Reputation: 27
The problem is that if I trigger the same event multiple times, I get different results.
I have three terminals open:
listen --forward-to localhost:8888/my-endpoint.php
stripe trigger + event
(eg. stripe trigger payment_intent.succeeded)
Troubleshooting
I can trigger by running through the Stripe checkout too. Checkout works, but results in terminal are similar to described.
I have also run the trigger whilst xdebug is listening and can see the code steps through in the exact fashion expected (ie assigns simple text responses to the body and calls 200/400 codes).
Important notes
The screenshot below shows log (left), listen (top right) and event trigger (bottom right).
(1st and 4th attempts work. 2nd and 3rd do not.
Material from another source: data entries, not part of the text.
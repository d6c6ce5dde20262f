use async_trait::async_trait;
use deadpool_postgres::Pool;
use tokio_postgres::Row;

use crate::models::Message;
use crate::store::{
    connection::StoreConfig,
    error::{Result, StoreError},
    MessageStore,
};

const CREATE_TABLE_SQL: &str = "CREATE TABLE IF NOT EXISTS messages (
    id BIGSERIAL PRIMARY KEY,
    body TEXT NOT NULL
)";

/// PostgreSQL-backed message store
#[derive(Clone)]
pub struct PostgresMessageStore {
    pool: Pool,
}

impl PostgresMessageStore {
    /// Build the pool and verify that one connection can be opened
    pub async fn connect(config: StoreConfig) -> Result<Self> {
        let pool = config.build_pool()?;

        // Test the connection
        let _conn = pool.get().await.map_err(|e| {
            StoreError::Connection(format!(
                "Unable to connect to {} on {}:{}: {}",
                config.database, config.host, config.port, e
            ))
        })?;

        tracing::info!(
            host = %config.host,
            port = config.port,
            database = %config.database,
            pool_size = config.max_pool_size,
            "connected to message store"
        );

        Ok(Self { pool })
    }

    /// Create the `messages` table if it does not exist yet
    pub async fn ensure_schema(&self) -> Result<()> {
        let conn = self.pool.get().await?;
        conn.batch_execute(CREATE_TABLE_SQL).await?;
        Ok(())
    }
}

#[async_trait]
impl MessageStore for PostgresMessageStore {
    async fn list(&self) -> Result<Vec<Message>> {
        let conn = self.pool.get().await?;
        let rows = conn
            .query("SELECT id, body FROM messages ORDER BY id", &[])
            .await?;

        rows.iter().map(row_to_message).collect()
    }

    async fn get(&self, id: i64) -> Result<Message> {
        let conn = self.pool.get().await?;
        let row = conn
            .query_opt("SELECT id, body FROM messages WHERE id = $1", &[&id])
            .await?;

        match row {
            Some(row) => row_to_message(&row),
            None => Err(StoreError::NotFound(id)),
        }
    }

    async fn insert(&self, body: String) -> Result<Message> {
        let conn = self.pool.get().await?;
        let row = conn
            .query_one(
                "INSERT INTO messages (body) VALUES ($1) RETURNING id, body",
                &[&body],
            )
            .await?;

        row_to_message(&row)
    }

    async fn delete(&self, id: i64) -> Result<()> {
        let conn = self.pool.get().await?;
        let affected = conn
            .execute("DELETE FROM messages WHERE id = $1", &[&id])
            .await?;

        if affected == 0 {
            return Err(StoreError::NotFound(id));
        }

        Ok(())
    }
}

fn row_to_message(row: &Row) -> Result<Message> {
    let id: i64 = row.try_get("id")?;
    let body: String = row.try_get("body")?;
    Ok(Message::new(id, body))
}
They do not include logs or:
2020-04-24 16:17:16 --> payment_intent.succeeded [evt_1GbMikFOnngxtrI1EfZyfaNo]
2020-04-24 16:17:16 <-- [200] POST http://localhost:8888/scripts/stripe/webhook-endpoint.php [evt_1GbMikFOnngxtrI1EfZyfaNo]
Note you can see the timecodes of the different events in the top right.
And the log only gets updated once, on the first trigger.
The other fun thing is that sometimes the responses appear in the Stripe dashboard, sometimes they don't.
Any ideas?
Webhooks Code (signature and api keys are set above but hidden here)
$payload = @file_get_contents('php://input'); //get json POST data stripe sends
$sig_header = $_SERVER['HTTP_STRIPE_SIGNATURE'];
$event = null;
try {
$event = \Stripe\Webhook::constructEvent(
$payload, $sig_header, $endpoint_secret, //get data
);
} catch(\UnexpectedValueException $e) {
// Invalid payload
printf("Invalid payload");
http_response_code(400);
exit();
} catch(\Stripe\Exception\SignatureVerificationException $e) {
// Invalid signature
printf("Invalid signature.");
http_response_code(400);
exit();
}
// Handle the event(s)
switch ($event->type) {
case 'checkout.session.completed':
$session = $event->data->object;
printf("Checkout Session Completed");
http_response_code(200);
break;
case 'payment_intent.succeeded':
$paymentIntent = $event->data->object;
$intent = $event->data->object;
printf("Payment Intent Succeeded: %s", $intent->id);
http_response_code(200);
error_log( json_encode( $intent, JSON_PRETTY_PRINT ) );
break;
case 'payment_intent.payment_failed':
$paymentMethod = $event->data->object;
$intent = $event->data->object;
$error_message = $intent->last_payment_error ? $intent->last_payment_error->message : "";
printf("Failed: %s, %s", $intent->id, $error_message);
http_response_code(200);
break;
case 'payment_intent.processing':
printf("Payment Intent Processing: %s", $intent->id);
http_response_code(200);
break;
case 'payment_intent.canceled':
printf("Payment Intent canceled: %s", $intent->id);
http_response_code(200);
break;
default:
http_response_code(400);
exit();
}
http_response_code(200);
return false;
Upvotes: 1
Views: 1277
Reputation: 1179
I hope I've understood correctly, my apologies if I'm off the point here.
I think that the issue here is that using stripe trigger payment_intent.succeeded
ultimately creates 3 events:
payment_intent.created
charge.succeeded
payment_intent.succeeded
It seems that the case statement doesn't have clauses for the first two event types so they default to 400s.
Depending on what you would like to do, you could extend the case statement to handle those events. Also maybe this is relevant to your findings, but Events do not have a guaranteed ordering, this is normal behaviour and something that you have to keep in mind when building your system [0]. Hope this helps!